Henry mi insultava da quaranta minuti buoni, mentre mi dava le spalle e restava accucciato verso la sua gatta, stesa su un cumulo di cuscini e vecchie coperte dello studio.

«Cos'avrei dovuto fare, sennò?» sbottai, aprendo le braccia e afferrando la tazza di Grifondoro in cui Henry mi aveva versato del caffè caldo. Ne feci un lungo sorso che mi scaldò completamente l'esofago.

«Non puoi andartene in giro e baciare la gente perché è la prima cosa che ti viene in mente» sbuffò e si alzò, asciugandosi il sudore e alzandosi le maniche della camicia, poi mi fissò, «tu vuoi dirmi che sei pronto ad assumerti le responsabilità di un'ipotetica relazione? Che ti senti ti poter rispondere alle domande che sicuramente affolleranno il cervello di quella ragazza dopo un tuo bacio improvviso? Ragiona, Adriel. Lo devi anche a te stesso»

La persiana miagolò ed Henry tornò su di lei; ne fui contento perché non sarei mai riuscito a sostenere il suo sguardo. Aveva fottutamente ragione ed io lo sapevo. Ma non riuscivo mica ad accettarlo.

L'ho baciata perché lo volevo, ma non volevo tutto il resto dopo. L'ho baciata perchè quelle labbra me le sognavo pure la notte, ma non sapevo come potermi prendere cura di una persona se non sapevo prendermi cura neanche di me stesso.

«È ironico, no?» forzai un sorriso amaro.

Henry mi guardò da sopra una spalla, nonostante Bonnie stesse partorendo proprio durante il mio colloquio con lui.

«Che cosa è ironico?»

«Se solo non avessi avuto una famiglia come la mia... se solo avessi avuto una vita nella norma» non continuai quella frase perché aveva capito. E avevo capito io. Erano parole brutte, ma lo pensavo giorno e notte e mi chiedevo del perché fosse successo a me, del perché proprio io e non un altro, o perché io fossi io e fossi nato nel corpo di un bambino nato sotto una cattiva stella. Non me lo sarei mai spiegato. Sembrava avessi delle colpe da una vita precedente, che ora dovevo ripagare in qualche modo, o il Destino mi avrebbe dato la caccia.

Henry sospirò e mi si avvicinò, sedendosi di fronte a me, sul tavolino davanti al divano. Incrociò le mani e mi guardò dai piccoli occhiali rotondi.

«Non puoi vivere la tua vita pensando a come sarebbe potuta essere. Devi imparare a sfruttare e situazioni che la vita ti ha riservato. Soffrire è normale, significa che stai crescendo.
Non puoi e non devi assumerti le colpe di chi non ha saputo
prendersi la responsabilità di aver distrutto il bambino che eri.
Perdonati, Adriel. E accetta di guarire»

Guarire.

Era una cosa che mi dicevano sempre, ma come? E perché?

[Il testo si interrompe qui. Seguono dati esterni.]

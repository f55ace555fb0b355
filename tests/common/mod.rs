#![allow(dead_code)]

use std::collections::{HashSet, VecDeque};
use std::sync::atomic::{AtomicBool, AtomicUsize, Ordering};
use std::sync::{Arc, Mutex};
use std::time::Duration;

use async_trait::async_trait;
use pagepilot::actions::{ACTIONS_PAYLOAD_PREFIX, ACTIONS_SCRIPT_MARKER};
use pagepilot::dom::{PAGE_STATE_SCRIPT_MARKER, SCHEMA_SCRIPT_MARKER};
use pagepilot::oracle::{AnswerContext, CompletionQuery, Oracle, PageContext};
use pagepilot::skills::{SkillEntry, SkillMemory};
use pagepilot::types::PageSchema;
use pagepilot::{
    Copilot, EngineConfig, HostError, LifecycleEvent, MemoryStore, OracleError, PageHost,
    RecordStore, SkillLimits, StoreError, VisitMemory,
};
use serde_json::{Value, json};
use tokio::sync::{Notify, broadcast};

/// Title a simulated site would show.
fn title_for(url: &str) -> String {
    let lower = url.to_lowercase();
    if lower.contains("wikipedia.org") {
        "Wikipedia".into()
    } else if lower.contains("youtube.com/results") {
        "Search results - YouTube".into()
    } else if lower.contains("youtube.com") {
        "YouTube".into()
    } else if lower.contains("google.com/search") {
        "Google Search".into()
    } else if lower.contains("example.com") {
        "Example Shop".into()
    } else if lower.starts_with("about:") {
        String::new()
    } else {
        "Some page".into()
    }
}

/// In-memory page host: navigations succeed instantly and fire the usual
/// lifecycle events; scripts are answered by their leading marker.
pub struct FakeHost {
    url: Mutex<String>,
    events: broadcast::Sender<LifecycleEvent>,
    ready: AtomicBool,
    attached: AtomicBool,
    /// Selectors the page does not contain.
    missing: Mutex<HashSet<String>>,
    /// URL to land on when an action plan clicks or presses something.
    navigate_on_actions: Mutex<Option<String>>,
    pub loads: Mutex<Vec<String>>,
    pub action_batches: Mutex<Vec<Vec<Option<Value>>>>,
    pub scripts: AtomicUsize,
}

impl FakeHost {
    pub fn new(url: &str) -> Arc<Self> {
        let (events, _) = broadcast::channel(64);
        Arc::new(Self {
            url: Mutex::new(url.to_string()),
            events,
            ready: AtomicBool::new(true),
            attached: AtomicBool::new(true),
            missing: Mutex::new(HashSet::new()),
            navigate_on_actions: Mutex::new(None),
            loads: Mutex::new(Vec::new()),
            action_batches: Mutex::new(Vec::new()),
            scripts: AtomicUsize::new(0),
        })
    }

    pub fn current_url(&self) -> String {
        self.url.lock().unwrap().clone()
    }

    pub fn set_ready(&self, ready: bool) {
        self.ready.store(ready, Ordering::SeqCst);
    }

    pub fn set_attached(&self, attached: bool) {
        self.attached.store(attached, Ordering::SeqCst);
    }

    pub fn remove_selector(&self, selector: &str) {
        self.missing.lock().unwrap().insert(selector.to_string());
    }

    pub fn navigate_on_actions(&self, url: &str) {
        *self.navigate_on_actions.lock().unwrap() = Some(url.to_string());
    }

    pub fn loads(&self) -> Vec<String> {
        self.loads.lock().unwrap().clone()
    }

    fn land(&self, url: &str) {
        *self.url.lock().unwrap() = url.to_string();
        let _ = self.events.send(LifecycleEvent::DidStartLoading);
        let _ = self.events.send(LifecycleEvent::DidNavigate { url: url.to_string() });
        let _ = self.events.send(LifecycleEvent::DomReady);
        let _ = self.events.send(LifecycleEvent::DidStopLoading);
    }

    fn schema(&self) -> Value {
        let url = self.current_url();
        json!({
            "title": title_for(&url),
            "url": url,
            "inputs": [{"selector": "#q", "tag": "input", "type": "text", "name": "q",
                        "label": "Search", "placeholder": "Search", "value": ""}],
            "buttons": [{"selector": "#add-to-cart", "text": "Add to cart"}],
            "links": [{"selector": "a.first", "text": "First result", "href": "/first"}],
            "headings": [{"level": 1, "text": title_for(&url)}],
            "forms": [],
            "htmlSnippet": "<main>...</main>"
        })
    }

    fn run_actions(&self, script: &str) -> Result<Value, HostError> {
        let payload = script
            .lines()
            .find_map(|line| line.trim().strip_prefix(ACTIONS_PAYLOAD_PREFIX))
            .ok_or_else(|| HostError::Script("no action payload".into()))?;
        let actions: Vec<Option<Value>> = serde_json::from_str(payload.trim_end_matches(';'))
            .map_err(|e| HostError::Script(e.to_string()))?;
        let missing = self.missing.lock().unwrap().clone();
        let statuses: Vec<&str> = actions
            .iter()
            .map(|action| match action {
                None => "skipped",
                Some(action) => match action.get("selector").and_then(Value::as_str) {
                    Some(selector) if missing.contains(selector) => "not_found",
                    _ => "ok",
                },
            })
            .collect();
        let navigating = actions.iter().zip(&statuses).any(|(action, status)| {
            *status == "ok"
                && action
                    .as_ref()
                    .and_then(|a| a.get("type"))
                    .and_then(Value::as_str)
                    .is_some_and(|kind| matches!(kind, "click" | "press"))
        });
        self.action_batches.lock().unwrap().push(actions);
        if navigating {
            let target = self.navigate_on_actions.lock().unwrap().clone();
            if let Some(target) = target {
                self.land(&target);
            }
        }
        Ok(Value::String(serde_json::to_string(&statuses).unwrap()))
    }
}

#[async_trait]
impl PageHost for FakeHost {
    fn url(&self) -> String {
        self.current_url()
    }

    async fn execute_javascript(&self, script: &str) -> Result<Value, HostError> {
        self.scripts.fetch_add(1, Ordering::SeqCst);
        if script.starts_with(SCHEMA_SCRIPT_MARKER) {
            Ok(Value::String(self.schema().to_string()))
        } else if script.starts_with(PAGE_STATE_SCRIPT_MARKER) {
            let url = self.current_url();
            let state = json!({
                "url": url,
                "title": title_for(&url),
                "content": format!("Content of {url}"),
            });
            Ok(Value::String(state.to_string()))
        } else if script.starts_with(ACTIONS_SCRIPT_MARKER) {
            self.run_actions(script)
        } else {
            Ok(Value::Null)
        }
    }

    async fn load_url(&self, url: &str) -> Result<(), HostError> {
        self.loads.lock().unwrap().push(url.to_string());
        self.land(url);
        Ok(())
    }

    fn subscribe(&self) -> broadcast::Receiver<LifecycleEvent> {
        self.events.subscribe()
    }

    fn is_attached(&self) -> bool {
        self.attached.load(Ordering::SeqCst)
    }

    fn is_ready(&self) -> bool {
        self.ready.load(Ordering::SeqCst)
    }
}

/// Scripted oracle with per-endpoint call counters.
#[derive(Default)]
pub struct StubOracle {
    goal: Mutex<Option<String>>,
    checks: Mutex<VecDeque<String>>,
    browsing: Mutex<Option<String>>,
    page_actions: Mutex<Option<String>>,
    answer: Mutex<Option<String>>,
    refinement: Mutex<Option<String>>,
    failing: AtomicBool,
    /// When set, completion checks wait here until notified.
    check_gate: Mutex<Option<Arc<Notify>>>,
    pub plan_goal_calls: AtomicUsize,
    pub check_calls: AtomicUsize,
    pub browsing_calls: AtomicUsize,
    pub page_action_calls: AtomicUsize,
    pub refine_calls: AtomicUsize,
    pub answer_calls: AtomicUsize,
}

impl StubOracle {
    pub fn new() -> Arc<Self> {
        Arc::new(Self::default())
    }

    pub fn failing() -> Arc<Self> {
        let oracle = Self::default();
        oracle.failing.store(true, Ordering::SeqCst);
        Arc::new(oracle)
    }

    pub fn set_goal(&self, reply: Value) {
        *self.goal.lock().unwrap() = Some(reply.to_string());
    }

    pub fn push_check(&self, reply: Value) {
        self.checks.lock().unwrap().push_back(reply.to_string());
    }

    /// Completion checks answer `completed: true` with `response`.
    pub fn push_completed(&self, response: &str) {
        self.push_check(json!({"completed": true, "response": response}));
    }

    pub fn set_browsing(&self, reply: Value) {
        *self.browsing.lock().unwrap() = Some(reply.to_string());
    }

    pub fn set_page_actions(&self, reply: Value) {
        *self.page_actions.lock().unwrap() = Some(reply.to_string());
    }

    pub fn set_answer(&self, reply: &str) {
        *self.answer.lock().unwrap() = Some(reply.to_string());
    }

    pub fn set_refinement(&self, reply: Value) {
        *self.refinement.lock().unwrap() = Some(reply.to_string());
    }

    pub fn gate_checks(&self) -> Arc<Notify> {
        let gate = Arc::new(Notify::new());
        *self.check_gate.lock().unwrap() = Some(gate.clone());
        gate
    }

    /// Let later completion checks through; calls already waiting stay parked.
    pub fn ungate_checks(&self) {
        *self.check_gate.lock().unwrap() = None;
    }

    pub fn calls(counter: &AtomicUsize) -> usize {
        counter.load(Ordering::SeqCst)
    }

    fn reply(&self, slot: &Mutex<Option<String>>, fallback: &str) -> Result<String, OracleError> {
        if self.failing.load(Ordering::SeqCst) {
            return Err(OracleError::Unavailable("stub offline".into()));
        }
        Ok(slot.lock().unwrap().clone().unwrap_or_else(|| fallback.to_string()))
    }
}

#[async_trait]
impl Oracle for StubOracle {
    async fn plan_goal(&self, request: &str) -> Result<String, OracleError> {
        self.plan_goal_calls.fetch_add(1, Ordering::SeqCst);
        let fallback = json!({"goal": request}).to_string();
        self.reply(&self.goal, &fallback)
    }

    async fn check_goal_completion(&self, _query: &CompletionQuery) -> Result<String, OracleError> {
        self.check_calls.fetch_add(1, Ordering::SeqCst);
        let gate = self.check_gate.lock().unwrap().clone();
        if let Some(gate) = gate {
            gate.notified().await;
        }
        if self.failing.load(Ordering::SeqCst) {
            return Err(OracleError::Unavailable("stub offline".into()));
        }
        let next = self.checks.lock().unwrap().pop_front();
        Ok(next.unwrap_or_else(|| json!({"completed": false}).to_string()))
    }

    async fn plan_browsing_action(
        &self,
        _request: &str,
        _context: &PageContext,
    ) -> Result<String, OracleError> {
        self.browsing_calls.fetch_add(1, Ordering::SeqCst);
        self.reply(&self.browsing, "{}")
    }

    async fn plan_page_actions(
        &self,
        _request: &str,
        _schema: &PageSchema,
    ) -> Result<String, OracleError> {
        self.page_action_calls.fetch_add(1, Ordering::SeqCst);
        self.reply(&self.page_actions, "{\"actions\": []}")
    }

    async fn refine_skill(&self, _entry: &SkillEntry) -> Result<String, OracleError> {
        self.refine_calls.fetch_add(1, Ordering::SeqCst);
        self.reply(&self.refinement, "{}")
    }

    async fn answer(&self, _request: &str, _context: &AnswerContext) -> Result<String, OracleError> {
        self.answer_calls.fetch_add(1, Ordering::SeqCst);
        self.reply(&self.answer, "")
    }
}

/// Defaults with waits short enough for tests.
pub fn fast_config() -> EngineConfig {
    EngineConfig {
        navigation_timeout: Duration::from_millis(300),
        ready_timeout: Duration::from_millis(200),
        url_poll_interval: Duration::from_millis(20),
        skills: SkillLimits::default(),
        data_dir: std::env::temp_dir().join("pagepilot-tests"),
        ..EngineConfig::default()
    }
}

/// Skill store whose writes can be made to fail, like a full disk.
#[derive(Default)]
pub struct FlakyStore {
    inner: MemoryStore<SkillEntry>,
    failing: AtomicBool,
}

impl FlakyStore {
    pub fn set_failing(&self, failing: bool) {
        self.failing.store(failing, Ordering::SeqCst);
    }
}

#[async_trait]
impl RecordStore<SkillEntry> for FlakyStore {
    async fn load_all(&self) -> Result<Vec<SkillEntry>, StoreError> {
        self.inner.load_all().await
    }

    async fn replace_all(&self, records: &[SkillEntry]) -> Result<(), StoreError> {
        if self.failing.load(Ordering::SeqCst) {
            return Err(std::io::Error::other("disk full").into());
        }
        self.inner.replace_all(records).await
    }
}

pub struct Harness {
    pub host: Arc<FakeHost>,
    pub oracle: Arc<StubOracle>,
    pub skills: Arc<SkillMemory>,
    pub skill_store: Arc<FlakyStore>,
    pub copilot: Arc<Copilot>,
}

pub async fn harness(start_url: &str, oracle: Arc<StubOracle>) -> Harness {
    let host = FakeHost::new(start_url);
    let skill_store = Arc::new(FlakyStore::default());
    let skills = Arc::new(
        SkillMemory::open(skill_store.clone(), SkillLimits::default())
            .await
            .unwrap(),
    );
    let visits = Arc::new(VisitMemory::open(Arc::new(MemoryStore::new())).await.unwrap());
    let copilot = Arc::new(Copilot::new(
        host.clone(),
        oracle.clone(),
        skills.clone(),
        visits,
        fast_config(),
    ));
    Harness {
        host,
        oracle,
        skills,
        skill_store,
        copilot,
    }
}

La risposta non l'avevo mai avuta. Non avevo più nulla da perdere dopo i miei genitori e la vita che mi avevano distrutto. Non avevo un motivo per combattere, qualcosa che mi facesse aprire gli occhi al mattino e che mi desse la forza di alzarmi e non cadere.

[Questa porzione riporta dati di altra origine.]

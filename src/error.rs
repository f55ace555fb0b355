use thiserror::Error;

/// Failures reported by the page host (webview/tab).
#[derive(Debug, Error)]
pub enum HostError {
    /// The page has not fired its first readiness event, or is mid-navigation.
    #[error("page not ready: {0}")]
    NotReady(String),

    #[error("page surface detached")]
    Detached,

    /// The injected script threw or the host could not evaluate it.
    #[error("script failed: {0}")]
    Script(String),

    #[error("navigation failed: {0}")]
    Navigation(String),
}

impl HostError {
    /// True for the class of errors that a fresh readiness wait can fix.
    pub fn is_not_ready(&self) -> bool {
        match self {
            HostError::NotReady(_) => true,
            HostError::Script(message) => {
                let message = message.to_ascii_lowercase();
                message.contains("not ready")
                    || message.contains("dom-ready")
                    || message.contains("not attached")
                    || message.contains("execution context was destroyed")
            }
            HostError::Detached | HostError::Navigation(_) => false,
        }
    }
}

/// Failures reported by the LLM text service.
#[derive(Debug, Error)]
pub enum OracleError {
    #[error("oracle unavailable: {0}")]
    Unavailable(String),

    #[error("oracle returned an error ({status}): {message}")]
    Api { status: u16, message: String },

    #[error("oracle reply had no content")]
    Empty,
}

/// Failures reading or writing a persistent record store.
#[derive(Debug, Error)]
pub enum StoreError {
    #[error("store io error: {0}")]
    Io(#[from] std::io::Error),

    #[error("store serialization error: {0}")]
    Json(#[from] serde_json::Error),

    #[error("malformed store document {path}: missing `{key}` array")]
    Malformed { path: String, key: String },
}

/// Errors that can escape a goal-loop turn.
#[derive(Debug, Error)]
pub enum EngineError {
    /// The turn was stopped by the user or superseded by a new message.
    #[error("turn cancelled")]
    Cancelled,

    #[error(transparent)]
    Surface(#[from] HostError),

    #[error(transparent)]
    Store(#[from] StoreError),
}

pub type Result<T, E = EngineError> = std::result::Result<T, E>;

Mai avuto qualcosa da desiderare, qualcosa per cui lottare fino a perdere il fiato. Non avevo mai avuto un motivo per iniziare a prendere le medicine che Henry mi prescriveva da una vita. Ero in mano a lui da anni e mi ero fermato ad uno stato di apatia perenne. Avevo fatto dei passi avanti, negli anni, ma ora ero fermo allo stesso punto. Un punto da cui sarei potuto uscire solo con lo step successivo.